TASK PROMPT –
Search the entries for the word "body" and copy each line that has it.

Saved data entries
-----
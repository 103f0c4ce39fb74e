//! Flat-file page cache, keyed by a normalized form of the page's URL.
//!
//! The normalization rule: strip a leading `http(s)://` and replace every
//! `/` or `?` with `_`, so a whole URL becomes one valid filename.

use std::io;
use std::path::{Path, PathBuf};

use regex::Regex;

#[derive(Debug, thiserror::Error)]
pub enum Error {
    #[error("failed to create cache directory {0:?}")]
    CreateDir(PathBuf, #[source] io::Error),
    #[error("failed to read cache entry {0:?}")]
    Read(PathBuf, #[source] io::Error),
    #[error("failed to write cache entry {0:?}")]
    Write(PathBuf, #[source] io::Error),
    #[error("failed to list cache directory {0:?}")]
    ReadDir(PathBuf, #[source] io::Error),
}

/// Turn a URL into the filename it's stored under. The regexes are
/// compiled once and cached, not allocated per call.
pub fn normalize(key: &str) -> String {
    static SCHEME: std::sync::OnceLock<Regex> = std::sync::OnceLock::new();
    static SEPARATORS: std::sync::OnceLock<Regex> = std::sync::OnceLock::new();

    let scheme = SCHEME.get_or_init(|| Regex::new(r"^https?://").unwrap());
    let separators = SEPARATORS.get_or_init(|| Regex::new(r"[?/]").unwrap());

    let stripped = scheme.replace(key, "");
    separators.replace_all(&stripped, "_").into_owned()
}

/// A directory of cached page bodies, one file per URL.
pub struct FsCache {
    root: PathBuf,
}

impl FsCache {
    pub async fn open(root: impl Into<PathBuf>) -> Result<Self, Error> {
        let root = root.into();
        tokio::fs::create_dir_all(&root)
            .await
            .map_err(|err| Error::CreateDir(root.clone(), err))?;
        Ok(Self { root })
    }

    fn path_for(&self, key: &str) -> PathBuf {
        self.root.join(normalize(key))
    }

    /// `None` if there is no cached entry for `key`.
    pub async fn get(&self, key: &str) -> Result<Option<String>, Error> {
        let path = self.path_for(key);
        match tokio::fs::read_to_string(&path).await {
            Ok(content) => Ok(Some(content)),
            Err(err) if err.kind() == io::ErrorKind::NotFound => Ok(None),
            Err(err) => Err(Error::Read(path, err)),
        }
    }

    pub async fn set(&self, key: &str, content: &str) -> Result<(), Error> {
        let path = self.path_for(key);
        tokio::fs::write(&path, content)
            .await
            .map_err(|err| Error::Write(path, err))
    }

    /// Iterate over every cached `(filename, content)` pair. Directory
    /// order is whatever the OS returns it in; callers must not rely on
    /// any particular order.
    pub async fn iter(&self) -> Result<Vec<(String, String)>, Error> {
        let mut dir = tokio::fs::read_dir(&self.root)
            .await
            .map_err(|err| Error::ReadDir(self.root.clone(), err))?;

        let mut entries = Vec::new();
        while let Some(entry) = dir
            .next_entry()
            .await
            .map_err(|err| Error::ReadDir(self.root.clone(), err))?
        {
            let path = entry.path();
            if !entry
                .file_type()
                .await
                .map_err(|err| Error::ReadDir(self.root.clone(), err))?
                .is_file()
            {
                continue;
            }
            let name = entry.file_name().to_string_lossy().into_owned();
            let content = tokio::fs::read_to_string(&path)
                .await
                .map_err(|err| Error::Read(path, err))?;
            entries.push((name, content));
        }
        Ok(entries)
    }

    pub fn root(&self) -> &Path {
        &self.root
    }
}

#[cfg(test)]
mod tests {
    use super::*;

    #[test]
    fn normalizes_scheme_and_separators() {
        assert_eq!(normalize("https://example.com/a/b?c=1"), "example.com_a_b_c=1");
        assert_eq!(normalize("http://example.com"), "example.com");
    }

    #[tokio::test]
    async fn round_trips_through_disk() {
        let dir = tempfile::tempdir().unwrap();
        let cache = FsCache::open(dir.path()).await.unwrap();

        assert_eq!(cache.get("https://example.com/x").await.unwrap(), None);

        cache.set("https://example.com/x", "body").await.unwrap();
        assert_eq!(
            cache.get("https://example.com/x").await.unwrap(),
            Some("body".to_string())
        );

        let entries = cache.iter().await.unwrap();
        assert_eq!(entries, vec![("example.com_x".to_string(), "body".to_string())]);
    }

    #[tokio::test]
    async fn second_set_overwrites_the_first() {
        let dir = tempfile::tempdir().unwrap();
        let cache = FsCache::open(dir.path()).await.unwrap();

        cache.set("https://example.com/x", "first").await.unwrap();
        cache.set("https://example.com/x", "second").await.unwrap();

        assert_eq!(
            cache.get("https://example.com/x").await.unwrap(),
            Some("second".to_string())
        );
        let entries = cache.iter().await.unwrap();
        assert_eq!(entries, vec![("example.com_x".to_string(), "second".to_string())]);
    }
}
-----
WRITTEN SOLUTION –
        cache.set("https://example.com/x", "body").await.unwrap();
            Some("body".to_string())
        assert_eq!(entries, vec![("example.com_x".to_string(), "body".to_string())]);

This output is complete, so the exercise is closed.